Saved entries
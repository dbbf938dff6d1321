//! `CalendarConfig` — the settings a [`NepaliCalendar`](crate::NepaliCalendar)
//! is built from.
//!
//! With the `serde` feature the config can be embedded in a host
//! application's own settings file; missing fields take their defaults.

use bs_core::errors::{Error, Result};
use bs_core::utilities::digits::is_any_digit;
use bs_core::{ensure, fail};
use bs_time::clock::KATHMANDU_UTC_OFFSET_MINUTES;
use bs_time::codec::DEFAULT_SEPARATOR;
use bs_time::{CalendarTable, NEPALI_END_YEAR, NEPALI_START_YEAR};

/// Engine settings.
#[derive(Debug, Clone, PartialEq, Eq)]
#[cfg_attr(feature = "serde", derive(serde::Serialize, serde::Deserialize))]
#[cfg_attr(feature = "serde", serde(default))]
pub struct CalendarConfig {
    /// First supported Nepali year.
    pub start_year: u16,
    /// Last supported Nepali year.
    pub end_year: u16,
    /// Separator between year, month, and day in parsed / formatted text.
    pub separator: char,
    /// Offset of the users' local time from UTC, in minutes.
    pub utc_offset_minutes: i32,
}

impl Default for CalendarConfig {
    fn default() -> Self {
        Self {
            start_year: NEPALI_START_YEAR,
            end_year: NEPALI_END_YEAR,
            separator: DEFAULT_SEPARATOR,
            utc_offset_minutes: KATHMANDU_UTC_OFFSET_MINUTES,
        }
    }
}

impl CalendarConfig {
    /// Check the config against `table`.
    ///
    /// # Errors
    /// * [`Error::Precondition`] for an inverted year span or an offset of a
    ///   day or more;
    /// * [`Error::OutOfRange`] if `table` does not cover the span;
    /// * [`Error::Runtime`] for a separator that is itself a digit.
    pub fn validate(&self, table: &CalendarTable) -> Result<()> {
        ensure!(
            self.start_year <= self.end_year,
            "start_year {} is after end_year {}",
            self.start_year,
            self.end_year
        );
        for year in [self.start_year, self.end_year] {
            if table.year_data(year).is_none() {
                return Err(Error::out_of_range(
                    year,
                    table.first_year(),
                    table.last_year(),
                ));
            }
        }
        if is_any_digit(self.separator) {
            fail!("separator {:?} cannot be a digit", self.separator);
        }
        ensure!(
            self.utc_offset_minutes.unsigned_abs() < 24 * 60,
            "UTC offset of {} minutes is out of range",
            self.utc_offset_minutes
        );
        Ok(())
    }
}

> _What is being asked_:
All lines from the one containing "minutes is out" to the end of the records are to be duplicated exactly, and no other lines are to be given.

> _Your solution_:
            "UTC offset of {} minutes is out of range",
            self.utc_offset_minutes
        );
        Ok(())
    }
}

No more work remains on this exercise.